MATOU E DEU RISADA
Pr. Pedro R. Artigas
Igreja Metodista
Naquela manhã, o sol ainda tímido se erguia sobre Jerusalém. O silêncio das ruas contrastava com o tumulto que havia tomado conta da cidade nos últimos dias. Dois corações femininos, carregados de dor e saudade, caminhavam apressados em direção ao sepulcro. Maria Madalena e a outra Maria traziam consigo perfumes e lembranças, como quem tenta suavizar a aspereza da morte. O caminho era pesado, não pelos passos, mas pelo peso da ausência.
Ao se aproximarem, o inesperado: a pedra estava removida. O sepulcro, aberto. O medo se misturou à perplexidade. O que teria acontecido? O corpo teria sido levado? O vazio diante delas parecia confirmar a tragédia. Mas, antes que o desespero se instalasse, um anjo resplandecente lhes dirigiu palavras que ecoariam pela eternidade: “Ele não está aqui; ressuscitou, como havia dito. Vinde, vede o lugar onde jazia. Ide depressa e dizei aos seus discípulos que Ele ressuscitou dos mortos.”
O vazio do sepulcro não era ausência, mas plenitude. O espaço que antes guardava a morte agora transbordava vida. O silêncio das pedras se transformava em anúncio. O impossível se tornava realidade. Aquelas mulheres, testemunhas improváveis, tornaram-se mensageiras da maior notícia já proclamada: a morte não tem a última palavra.
É curioso como o ser humano teme o vazio. O vazio de uma casa depois da partida, o vazio de uma mesa sem companhia, o vazio de um coração que perdeu alguém. Mas, naquele dia, o vazio foi sinal de esperança. O sepulcro aberto não era roubo, era revelação. Não era perda, era vitória. O vazio se tornava promessa: onde parecia haver fim, havia começo.
As mulheres correram. Seus pés, antes pesados, agora voavam. A notícia precisava ser dita, compartilhada, espalhada. Não havia tempo para hesitação. O medo ainda estava ali, mas misturado com alegria. E não é assim que a vida se apresenta? Entre tremores e sorrisos, entre dúvidas e fé, entre lágrimas e esperança. O coração humano raramente experimenta sentimentos puros; eles vêm misturados, como cores que se fundem em uma tela. Mas naquele dia, a mistura era bela: medo e júbilo, reverência e coragem.
O sepulcro vazio continua a falar. Ele nos lembra que a vida não se encerra nas pedras, nem nos muros, nem nas despedidas. Ele nos convida a olhar para além daquilo que parece definitivo. Quantas vezes nos deparamos com portas fechadas, sonhos interrompidos, projetos sepultados? Quantas vezes acreditamos que tudo terminou? E, no entanto, a mensagem permanece: “Ele não está aqui; ressuscitou.” O vazio pode ser o espaço onde Deus escreve novos começos.

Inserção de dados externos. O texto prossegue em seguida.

//! App logs.

use std::io::Write;

use crate::cli::LogsArgs;
use crate::context::Context;
use crate::error::CliError;

/// Handler for `logs`.
pub struct LogsCommand<'a> {
    ctx: &'a Context,
}

impl<'a> LogsCommand<'a> {
    /// Creates a new logs command handler.
    #[must_use]
    pub const fn new(ctx: &'a Context) -> Self {
        Self { ctx }
    }

    /// Print recent log lines of the selected app, following if asked.
    ///
    /// # Errors
    ///
    /// Returns an error if the request fails or the stream breaks.
    pub async fn execute<W: Write>(&self, out: &mut W, args: &LogsArgs) -> Result<(), CliError> {
        let app_id = self.ctx.select_app().await?;
        let client = self.ctx.client();
        if args.follow {
            client.follow_logs(&app_id, args.lines, out).await?;
        } else {
            client.print_logs(&app_id, args.lines, out).await?;
        }
        Ok(())
    }
}
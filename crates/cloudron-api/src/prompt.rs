//! Interactive credential prompts.

use std::io::{self, BufRead, Write};

use crate::error::{ApiError, Result};

/// Username and password typed by the user.
#[derive(Clone, PartialEq, Eq)]
pub struct Credentials {
    /// Cloudron username.
    pub username: String,
    /// Cloudron password.
    pub password: String,
}

impl std::fmt::Debug for Credentials {
    fn fmt(&self, f: &mut std::fmt::Formatter<'_>) -> std::fmt::Result {
        f.debug_struct("Credentials")
            .field("username", &self.username)
            .finish_non_exhaustive()
    }
}

/// Source of credentials for (re-)authentication.
///
/// Prompting blocks the calling flow until the user answered.
pub trait CredentialPrompt: Send + Sync {
    /// Ask for the credentials of an account on `host`.
    ///
    /// # Errors
    ///
    /// Returns an error if the terminal cannot be read.
    fn credentials(&self, host: &str) -> Result<Credentials>;
}

/// Prompts on the controlling terminal; the password is read without echo.
#[derive(Debug, Clone, Default)]
pub struct TerminalPrompt {
    username: Option<String>,
}

impl TerminalPrompt {
    /// Creates a prompt that asks for both username and password.
    #[must_use]
    pub fn new() -> Self {
        Self::default()
    }

    /// Creates a prompt that only asks for the password of `username`.
    #[must_use]
    pub fn for_user(username: impl Into<String>) -> Self {
        Self {
            username: Some(username.into()),
        }
    }
}

impl CredentialPrompt for TerminalPrompt {
    fn credentials(&self, host: &str) -> Result<Credentials> {
        eprintln!("Enter credentials for {host}");
        let username = match &self.username {
            Some(name) => name.clone(),
            None => read_line("Username: ")?,
        };
        let password = rpassword::prompt_password("Password: ")
            .map_err(|e| ApiError::Prompt(e.to_string()))?;
        Ok(Credentials { username, password })
    }
}

/// Reads a non-empty line from stdin, asking again on empty input.
///
/// # Errors
///
/// Returns an error if stdin is closed or unreadable.
pub fn read_line(label: &str) -> Result<String> {
    let stdin = io::stdin();
    let mut stderr = io::stderr();
    loop {
        write!(stderr, "{label}")?;
        stderr.flush()?;
        let mut line = String::new();
        if stdin.lock().read_line(&mut line)? == 0 {
            return Err(ApiError::Prompt("stdin closed".into()));
        }
        let line = line.trim();
        if !line.is_empty() {
            return Ok(line.to_string());
        }
    }
}

#[cfg(test)]
mod tests {
    use super::*;

    #[test]
    fn test_credentials_debug_hides_password() {
        let creds = Credentials {
            username: "admin".into(),
            password: "hunter2".into(),
        };
        let debug = format!("{creds:?}");
        assert!(debug.contains("admin"));
        assert!(!debug.contains("hunter2"));
    }

    #[test]
    fn test_for_user_keeps_username() {
        let prompt = TerminalPrompt::for_user("admin");
        assert_eq!(prompt.username.as_deref(), Some("admin"));
    }
}
//! Wire types of the Cloudron REST API.

use serde::{Deserialize, Serialize};

/// Installation state reported once an app is fully installed.
pub const STATE_INSTALLED: &str = "installed";

/// Installation state reported when installation failed.
pub const STATE_ERROR: &str = "error";

/// Health value of an app that passed its health check.
pub const HEALTH_HEALTHY: &str = "healthy";

/// An installed (or installing) app.
#[derive(Debug, Clone, Default, PartialEq, Eq, Serialize, Deserialize)]
#[serde(rename_all = "camelCase")]
pub struct App {
    /// App id.
    pub id: String,
    /// Subdomain the app is reachable at.
    #[serde(default)]
    pub location: String,
    /// Fully qualified domain name, when the server reports it.
    #[serde(default, skip_serializing_if = "Option::is_none")]
    pub fqdn: Option<String>,
    /// Manifest summary.
    #[serde(default, skip_serializing_if = "Option::is_none")]
    pub manifest: Option<ManifestSummary>,
    /// `installed`, `error`, or a transient in-progress state.
    #[serde(default)]
    pub installation_state: String,
    /// Progress text, optionally `phase,detail`.
    #[serde(default)]
    pub installation_progress: Option<String>,
    /// `running` or `stopped`.
    #[serde(default)]
    pub run_state: Option<String>,
    /// Health check result.
    #[serde(default)]
    pub health: Option<String>,
}

/// The part of an app manifest the CLI displays.
#[derive(Debug, Clone, Default, PartialEq, Eq, Serialize, Deserialize)]
pub struct ManifestSummary {
    /// Manifest id, e.g. `io.example.app`.
    #[serde(default)]
    pub id: String,
    /// Package version.
    #[serde(default, skip_serializing_if = "Option::is_none")]
    pub version: Option<String>,
    /// Human readable title.
    #[serde(default, skip_serializing_if = "Option::is_none")]
    pub title: Option<String>,
}

impl App {
    /// Whether installation completed.
    #[must_use]
    pub fn is_installed(&self) -> bool {
        self.installation_state == STATE_INSTALLED
    }

    /// Whether installation failed.
    #[must_use]
    pub fn is_error(&self) -> bool {
        self.installation_state == STATE_ERROR
    }

    /// Whether the health check passed.
    #[must_use]
    pub fn is_healthy(&self) -> bool {
        self.health.as_deref() == Some(HEALTH_HEALTHY)
    }

    /// Manifest id, empty when unknown.
    #[must_use]
    pub fn manifest_id(&self) -> &str {
        self.manifest.as_ref().map_or("", |m| m.id.as_str())
    }

    /// Progress label to display: the detail of `phase,detail`, trimmed.
    #[must_use]
    pub fn progress_label(&self) -> Option<&str> {
        let progress = self.installation_progress.as_deref()?;
        let label = match progress.split_once(',') {
            Some((_, detail)) => detail,
            None => progress,
        }
        .trim();
        (!label.is_empty()).then_some(label)
    }
}

/// Response of `GET /api/v1/apps`.
#[derive(Debug, Clone, Default, Deserialize)]
pub struct AppList {
    /// All apps.
    #[serde(default)]
    pub apps: Vec<App>,
}

/// Response of `POST /api/v1/developer/login`.
#[derive(Debug, Clone, Deserialize)]
pub struct LoginResponse {
    /// Fresh developer token.
    pub token: String,
}

/// Response of calls that create a resource.
#[derive(Debug, Clone, Deserialize)]
pub struct IdResponse {
    /// Id of the created resource.
    pub id: String,
}

/// Error body returned by the server.
#[derive(Debug, Clone, Deserialize)]
pub struct ErrorBody {
    /// Human readable message.
    pub message: String,
}

/// Status of a submitted build.
#[derive(Debug, Clone, PartialEq, Eq, Serialize, Deserialize)]
#[serde(rename_all = "camelCase")]
pub struct BuildStatus {
    /// Build id.
    pub id: String,
    /// `pending`, `building`, `success` or `failed`.
    pub status: String,
    /// Image produced on success.
    #[serde(default, skip_serializing_if = "Option::is_none")]
    pub docker_image: Option<String>,
    /// Failure reason.
    #[serde(default, skip_serializing_if = "Option::is_none")]
    pub message: Option<String>,
}

impl BuildStatus {
    /// Whether the build finished successfully.
    #[must_use]
    pub fn is_success(&self) -> bool {
        self.status == "success"
    }

    /// Whether the build finished unsuccessfully.
    #[must_use]
    pub fn is_failed(&self) -> bool {
        matches!(self.status.as_str(), "failed" | "error")
    }
}
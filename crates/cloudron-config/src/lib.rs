//! Persisted configuration for the Cloudron CLI.
//!
//! The CLI keeps a single JSON document (by default `~/.cloudron.json`) holding:
//! - the Cloudron host and the developer token of the active [`Session`]
//! - the app id chosen for each working directory
//! - the build history ([`BuildRecord`]) of each project, keyed by manifest id
//!
//! The document is loaded once at process start with [`Config::load`] and written
//! back by every mutating call.
//!
//! # Example
//!
//! ```rust,no_run
//! use cloudron_config::Config;
//!
//! # fn example() -> cloudron_config::Result<()> {
//! let mut config = Config::load(Config::default_path()?)?;
//! config.set_host("my.example.com")?;
//! println!("api endpoint: {:?}", config.session().api_endpoint());
//! # Ok(())
//! # }
//! ```

#![forbid(unsafe_code)]
#![warn(missing_docs)]

pub mod error;
pub mod session;
pub mod store;

pub use error::{ConfigError, Result};
pub use session::Session;
pub use store::{BuildRecord, Config};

A crônica da ressurreição não é apenas relato de um fato distante. É convite diário. É chamado para correr, como aquelas mulheres, e anunciar que a esperança não morreu. É desafio para enxergar que, mesmo quando tudo parece perdido, há vida brotando. O sepulcro vazio é metáfora para os nossos próprios vazios, que podem se tornar lugares de revelação.
Naquele dia, duas mulheres simples se tornaram portadoras da notícia que mudaria o mundo. Não foram reis, nem sacerdotes, nem soldados. Foram corações que amavam e que, por isso, estavam presentes. Talvez seja esse o segredo: quem ama, testemunha. Quem ama, anuncia. Quem ama, corre para dizer que a vida venceu.
O sepulcro vazio continua aberto. Não para ser preenchido, mas para nos lembrar que o vazio pode ser plenitude. Que a ausência pode ser presença. Que a morte pode ser vida. E que a esperança, mesmo quando parece sepultada, sempre ressuscita.